In terms of study weaknesses, the researchers  lacked information on some risk factors, such as diet, family history, and socioeconomic status.  And despite the large sample of more than 63,000 H pylori–infected patients, the small number of gastric cancer cases did not allow for any "meaningful evaluation of the dosage effect and role of different PPIs," the researchers say. 
The team also notes that PPIs users may have a higher chance of undergoing endoscopy than non-PPI users, leading to discovery of more gastric cancers due to surveillance bias.
Dr Johnson said there was another study weakness: "Important" demographic variables that are risk factors for gastric cancer — such as  smoking, alcohol use, obesity, diet, and family history — are not accounted for.  

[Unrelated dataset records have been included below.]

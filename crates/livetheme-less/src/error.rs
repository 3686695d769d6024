//! Error types for Less variable extraction.
//!
//! Copyright (c) 2025 Posit, PBC

use std::path::PathBuf;
use thiserror::Error;

/// Errors that can occur while extracting variables from a Less file
#[derive(Debug, Error)]
pub enum LessError {
    /// Theme variant file missing or unreadable
    #[error("failed to read Less file {path}")]
    Read {
        path: PathBuf,
        #[source]
        source: std::io::Error,
    },

    /// Content is not valid Less syntax
    #[error("invalid Less syntax at line {line}: {message}{}", .hint.as_ref().map(|h| format!(" in {}", h)).unwrap_or_default())]
    Parse {
        message: String,
        line: usize,
        hint: Option<String>,
    },
}

impl LessError {
    /// Attach a file hint to a parse error that doesn't carry one yet.
    pub fn with_hint(self, hint: impl Into<String>) -> Self {
        match self {
            LessError::Parse {
                message,
                line,
                hint: None,
            } => LessError::Parse {
                message,
                line,
                hint: Some(hint.into()),
            },
            other => other,
        }
    }
}
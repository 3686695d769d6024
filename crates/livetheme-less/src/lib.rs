//! Less theme-variable extraction for livetheme.
//!
//! Copyright (c) 2025 Posit, PBC
//!
//! This crate provides:
//! - A minimal top-level Less declaration parser (not a compiler)
//! - Async extraction of theme variant files into [`VariableMap`]s
//! - Same-file variable reference resolution

mod error;
mod parse;
mod vars;

pub use error::LessError;
pub use parse::{Declaration, parse_declarations};
pub use vars::{VariableMap, extract_variables, resolve_references};
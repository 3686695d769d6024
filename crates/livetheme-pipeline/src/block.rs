//! Override-block synthesis.
//!
//! Copyright (c) 2025 Posit, PBC
//!
//! Builds the block of variable-override declarations prepended to every
//! compiled Less file. The block redirects each known theme variable to a
//! runtime-resolvable CSS custom property:
//!
//! ```text
//! @primary-color:~'var(--antd-theme-primary-color)';
//! ```
//!
//! Only variable *names* matter here: the values of the dark and light
//! variants are applied at runtime by class toggling, not at build time,
//! so the block is deliberately theme-agnostic.

use indexmap::IndexSet;

use livetheme_less::extract_variables;

use crate::config::ThemeConfig;
use crate::error::PipelineError;

/// Synthesize the override declaration block for `config`'s theme variants.
///
/// Both variant files are extracted concurrently. The block contains one
/// declaration per unique variable name across the two variants, in
/// first-seen order (dark keys, then light keys), with no separators.
/// Two variants with no declarations produce an empty string.
///
/// The block is recomputed on every call; caching across compiles is the
/// caller's business, not this function's.
///
/// # Errors
///
/// Fails if *either* variant file cannot be read or parsed. There is no
/// partial block.
pub async fn synthesize_override_block(config: &ThemeConfig) -> Result<String, PipelineError> {
    let dark_path = config.dark_path();
    let light_path = config.light_path();
    let (dark, light) = tokio::join!(
        extract_variables(&dark_path),
        extract_variables(&light_path),
    );
    let (dark, light) = (dark?, light?);

    let mut names: IndexSet<&str> = IndexSet::new();
    names.extend(dark.keys().map(String::as_str));
    names.extend(light.keys().map(String::as_str));

    tracing::debug!(
        dark = dark.len(),
        light = light.len(),
        union = names.len(),
        "Synthesized theme override block"
    );

    let prefix = &config.theme_class_pre;
    let mut block = String::new();
    for name in &names {
        block.push_str(&format!("@{name}:~'var(--{prefix}-{name})';"));
    }
    Ok(block)
}

#[cfg(test)]
mod tests {
    use super::*;
    use std::fs;
    use tempfile::TempDir;

    fn theme_dir(dark: &str, light: &str) -> TempDir {
        let dir = TempDir::new().unwrap();
        fs::write(dir.path().join("dark.less"), dark).unwrap();
        fs::write(dir.path().join("light.less"), light).unwrap();
        dir
    }

    #[tokio::test]
    async fn test_synthesize_union_first_seen_order() {
        // dark declares {primary-color, my-color}, light declares
        // {primary-color}: the union has no duplicates and keeps
        // first-seen order
        let dir = theme_dir(
            "@primary-color: red;\n@my-color: green;\n",
            "@primary-color: blue;\n",
        );
        let config = ThemeConfig::new(dir.path());

        let block = synthesize_override_block(&config).await.unwrap();
        assert_eq!(
            block,
            "@primary-color:~'var(--antd-theme-primary-color)';@my-color:~'var(--antd-theme-my-color)';"
        );
    }

    #[tokio::test]
    async fn test_synthesize_light_only_names_included() {
        let dir = theme_dir("@a: 1;\n", "@a: 2;\n@b: 3;\n");
        let config = ThemeConfig::new(dir.path());

        let block = synthesize_override_block(&config).await.unwrap();
        assert_eq!(
            block,
            "@a:~'var(--antd-theme-a)';@b:~'var(--antd-theme-b)';"
        );
    }

    #[tokio::test]
    async fn test_synthesize_empty_variants_is_empty_string() {
        let dir = theme_dir("// nothing\n", "");
        let config = ThemeConfig::new(dir.path());

        let block = synthesize_override_block(&config).await.unwrap();
        assert_eq!(block, "");
    }

    #[tokio::test]
    async fn test_synthesize_custom_prefix() {
        let dir = theme_dir("@primary: red;\n", "");
        let mut config = ThemeConfig::new(dir.path());
        config.theme_class_pre = "my-app".to_string();

        let block = synthesize_override_block(&config).await.unwrap();
        assert_eq!(block, "@primary:~'var(--my-app-primary)';");
    }

    #[tokio::test]
    async fn test_synthesize_missing_variant_fails_whole_block() {
        let dir = TempDir::new().unwrap();
        fs::write(dir.path().join("dark.less"), "@a: 1;\n").unwrap();
        // no light.less
        let config = ThemeConfig::new(dir.path());

        let result = synthesize_override_block(&config).await;
        assert!(matches!(result, Err(PipelineError::Theme(_))));
    }

    #[tokio::test]
    async fn test_synthesize_invalid_variant_fails_whole_block() {
        let dir = theme_dir("@a: 1;\n", ".broken { color: red\n");
        let config = ThemeConfig::new(dir.path());

        let result = synthesize_override_block(&config).await;
        assert!(matches!(result, Err(PipelineError::Theme(_))));
    }
}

He also made a general observation about PPI-related research: "Most studies showed that any potential effects of PPIs tend to disappear with time and that the most likely explanation for the effects is confounding by indication rather than causality."
Despite these limitations, Dr Leung and colleagues write that, to their knowledge, "this is the first study to demonstrate that long-term PPIs use, even after H. pylori eradication therapy, is still associated with an increased risk of gastric cancer. This is likely related to the profound acid suppression of PPIs that worsens atrophic gastritis, particularly in those patients with established gastric atrophy as a result of chronic H. pylori-induced inflammation."
EDITOR'S NOTE: The story has been updated to included comments from an expert not involved with the study.
The study had no specific funding. Dr Leung has received honorarium for attending advisory board meetings of Takeda and Abbott Laboratories. Dr Johnson has or has had financial ties to Pfizer Inc, which makes a PPI; Epigenomics; WebMD; CRH Medical; and Medtronic.